▶ WHAT IS NEEDED: Your task is to copy the lines of the data below from the line holding "by a store." through the line holding "pub fn get(&self, key: &str)", inclusive, exactly and with nothing added.

▶ SUPPLIED MATERIAL:
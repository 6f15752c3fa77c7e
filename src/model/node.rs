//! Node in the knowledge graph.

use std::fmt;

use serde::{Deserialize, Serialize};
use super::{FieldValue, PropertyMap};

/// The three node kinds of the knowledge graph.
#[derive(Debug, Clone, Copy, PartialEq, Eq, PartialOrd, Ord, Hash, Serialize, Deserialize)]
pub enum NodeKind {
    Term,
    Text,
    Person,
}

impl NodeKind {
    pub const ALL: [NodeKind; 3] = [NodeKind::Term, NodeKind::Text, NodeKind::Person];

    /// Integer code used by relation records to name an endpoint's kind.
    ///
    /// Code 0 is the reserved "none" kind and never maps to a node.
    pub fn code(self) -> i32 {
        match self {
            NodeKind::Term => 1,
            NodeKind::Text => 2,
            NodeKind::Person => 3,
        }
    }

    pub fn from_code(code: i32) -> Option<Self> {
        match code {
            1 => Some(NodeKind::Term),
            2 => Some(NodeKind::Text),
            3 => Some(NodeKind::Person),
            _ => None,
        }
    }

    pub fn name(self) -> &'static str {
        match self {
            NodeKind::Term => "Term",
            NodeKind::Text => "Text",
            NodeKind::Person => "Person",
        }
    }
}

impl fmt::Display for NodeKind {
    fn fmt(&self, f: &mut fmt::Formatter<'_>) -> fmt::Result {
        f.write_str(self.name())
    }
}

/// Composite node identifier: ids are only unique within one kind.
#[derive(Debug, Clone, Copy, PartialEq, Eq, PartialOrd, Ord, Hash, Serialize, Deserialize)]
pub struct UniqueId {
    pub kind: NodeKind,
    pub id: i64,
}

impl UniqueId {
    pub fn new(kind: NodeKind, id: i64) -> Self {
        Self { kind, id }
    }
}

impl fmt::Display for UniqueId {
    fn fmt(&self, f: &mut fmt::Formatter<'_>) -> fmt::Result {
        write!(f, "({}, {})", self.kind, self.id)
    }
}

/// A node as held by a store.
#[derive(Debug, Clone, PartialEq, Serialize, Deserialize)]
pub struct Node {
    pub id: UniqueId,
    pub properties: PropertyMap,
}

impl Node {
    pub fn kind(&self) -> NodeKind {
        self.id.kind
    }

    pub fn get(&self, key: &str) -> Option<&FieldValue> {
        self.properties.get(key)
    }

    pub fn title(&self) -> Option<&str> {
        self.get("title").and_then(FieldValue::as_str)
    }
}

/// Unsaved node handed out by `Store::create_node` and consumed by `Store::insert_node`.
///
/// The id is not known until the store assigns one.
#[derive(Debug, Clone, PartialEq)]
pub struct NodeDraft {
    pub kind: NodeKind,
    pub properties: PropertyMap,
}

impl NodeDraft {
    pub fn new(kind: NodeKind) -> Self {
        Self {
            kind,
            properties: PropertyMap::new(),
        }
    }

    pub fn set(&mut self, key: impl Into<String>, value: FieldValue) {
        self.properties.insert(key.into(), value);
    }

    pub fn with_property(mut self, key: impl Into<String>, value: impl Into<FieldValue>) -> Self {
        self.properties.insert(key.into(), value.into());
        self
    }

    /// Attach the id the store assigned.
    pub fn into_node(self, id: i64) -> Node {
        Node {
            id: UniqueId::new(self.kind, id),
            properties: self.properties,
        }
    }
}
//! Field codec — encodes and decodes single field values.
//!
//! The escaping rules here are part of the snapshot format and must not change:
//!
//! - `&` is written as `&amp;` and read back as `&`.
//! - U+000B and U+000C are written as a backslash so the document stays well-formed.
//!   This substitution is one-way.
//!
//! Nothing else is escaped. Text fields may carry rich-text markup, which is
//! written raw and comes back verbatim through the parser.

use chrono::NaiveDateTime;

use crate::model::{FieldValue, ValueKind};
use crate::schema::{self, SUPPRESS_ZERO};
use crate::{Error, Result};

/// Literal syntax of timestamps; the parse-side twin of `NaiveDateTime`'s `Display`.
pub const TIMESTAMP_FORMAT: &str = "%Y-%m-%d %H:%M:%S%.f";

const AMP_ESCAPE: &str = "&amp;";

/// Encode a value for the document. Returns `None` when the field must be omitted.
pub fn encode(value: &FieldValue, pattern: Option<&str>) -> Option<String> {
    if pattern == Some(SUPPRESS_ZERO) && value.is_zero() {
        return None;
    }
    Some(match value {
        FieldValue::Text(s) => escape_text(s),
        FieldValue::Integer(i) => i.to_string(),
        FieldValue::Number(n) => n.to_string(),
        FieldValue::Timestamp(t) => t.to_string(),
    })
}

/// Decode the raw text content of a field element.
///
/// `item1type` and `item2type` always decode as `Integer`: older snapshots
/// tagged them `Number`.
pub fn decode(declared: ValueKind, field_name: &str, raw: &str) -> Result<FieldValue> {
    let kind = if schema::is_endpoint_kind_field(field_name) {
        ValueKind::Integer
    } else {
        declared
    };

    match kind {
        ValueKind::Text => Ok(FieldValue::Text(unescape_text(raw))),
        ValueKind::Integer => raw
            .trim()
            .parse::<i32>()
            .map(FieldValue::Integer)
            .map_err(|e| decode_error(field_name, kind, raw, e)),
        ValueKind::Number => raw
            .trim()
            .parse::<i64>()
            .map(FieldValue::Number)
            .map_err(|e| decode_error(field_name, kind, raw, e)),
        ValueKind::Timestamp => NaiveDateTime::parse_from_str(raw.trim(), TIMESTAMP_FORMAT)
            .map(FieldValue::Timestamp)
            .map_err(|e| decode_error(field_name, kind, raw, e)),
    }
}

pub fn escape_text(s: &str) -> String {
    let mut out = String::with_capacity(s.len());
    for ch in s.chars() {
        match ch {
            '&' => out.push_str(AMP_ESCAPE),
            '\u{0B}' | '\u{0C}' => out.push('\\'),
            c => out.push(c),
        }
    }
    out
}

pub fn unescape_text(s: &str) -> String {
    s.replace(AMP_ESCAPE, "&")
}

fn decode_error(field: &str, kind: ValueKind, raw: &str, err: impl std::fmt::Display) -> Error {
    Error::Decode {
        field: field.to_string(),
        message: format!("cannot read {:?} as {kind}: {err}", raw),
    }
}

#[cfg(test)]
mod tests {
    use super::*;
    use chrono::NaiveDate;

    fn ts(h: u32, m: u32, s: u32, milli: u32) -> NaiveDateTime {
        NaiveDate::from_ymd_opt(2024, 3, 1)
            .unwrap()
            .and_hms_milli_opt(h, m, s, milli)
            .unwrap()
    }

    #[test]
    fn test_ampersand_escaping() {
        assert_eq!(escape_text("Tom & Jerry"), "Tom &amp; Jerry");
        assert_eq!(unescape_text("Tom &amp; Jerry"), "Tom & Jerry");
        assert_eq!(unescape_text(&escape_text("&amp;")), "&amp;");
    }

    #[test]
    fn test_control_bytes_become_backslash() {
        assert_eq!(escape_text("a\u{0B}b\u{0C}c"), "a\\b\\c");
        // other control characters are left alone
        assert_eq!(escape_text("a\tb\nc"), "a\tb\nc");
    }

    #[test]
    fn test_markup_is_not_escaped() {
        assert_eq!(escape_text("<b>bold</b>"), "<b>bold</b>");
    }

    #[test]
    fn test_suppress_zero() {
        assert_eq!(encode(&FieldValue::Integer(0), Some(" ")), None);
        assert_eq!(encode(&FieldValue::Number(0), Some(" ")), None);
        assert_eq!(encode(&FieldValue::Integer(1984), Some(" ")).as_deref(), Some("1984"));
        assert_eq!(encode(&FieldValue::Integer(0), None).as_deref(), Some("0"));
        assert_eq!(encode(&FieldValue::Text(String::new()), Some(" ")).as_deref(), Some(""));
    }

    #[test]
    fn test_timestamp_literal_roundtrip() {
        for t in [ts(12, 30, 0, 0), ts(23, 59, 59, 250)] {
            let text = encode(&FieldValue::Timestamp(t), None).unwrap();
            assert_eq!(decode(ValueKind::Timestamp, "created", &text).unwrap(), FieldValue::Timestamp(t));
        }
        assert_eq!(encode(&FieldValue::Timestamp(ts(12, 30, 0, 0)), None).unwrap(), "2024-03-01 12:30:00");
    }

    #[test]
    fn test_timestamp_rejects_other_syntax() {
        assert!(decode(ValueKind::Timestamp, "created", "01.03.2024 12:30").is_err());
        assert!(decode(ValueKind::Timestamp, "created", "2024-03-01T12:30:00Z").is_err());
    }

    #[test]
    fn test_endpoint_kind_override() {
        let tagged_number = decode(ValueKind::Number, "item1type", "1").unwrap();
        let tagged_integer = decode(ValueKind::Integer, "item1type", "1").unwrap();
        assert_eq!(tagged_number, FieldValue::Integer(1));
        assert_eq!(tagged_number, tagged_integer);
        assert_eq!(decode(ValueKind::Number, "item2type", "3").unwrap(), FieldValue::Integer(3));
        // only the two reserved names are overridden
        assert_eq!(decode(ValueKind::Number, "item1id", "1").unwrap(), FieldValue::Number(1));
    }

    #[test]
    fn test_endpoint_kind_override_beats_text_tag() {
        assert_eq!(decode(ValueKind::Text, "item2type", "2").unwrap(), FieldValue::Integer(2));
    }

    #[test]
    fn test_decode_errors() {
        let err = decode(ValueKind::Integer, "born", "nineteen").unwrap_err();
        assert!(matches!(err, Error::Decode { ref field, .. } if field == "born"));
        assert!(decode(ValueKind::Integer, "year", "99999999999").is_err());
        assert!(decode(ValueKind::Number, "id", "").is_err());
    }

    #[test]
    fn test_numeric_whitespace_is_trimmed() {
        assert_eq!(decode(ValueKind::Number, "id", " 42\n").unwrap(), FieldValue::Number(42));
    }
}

▶ RESULT FOR THIS TASK:
/// A node as held by a store.
#[derive(Debug, Clone, PartialEq, Serialize, Deserialize)]
pub struct Node {
    pub id: UniqueId,
    pub properties: PropertyMap,
}

impl Node {
    pub fn kind(&self) -> NodeKind {
        self.id.kind
    }

    pub fn get(&self, key: &str) -> Option<&FieldValue> {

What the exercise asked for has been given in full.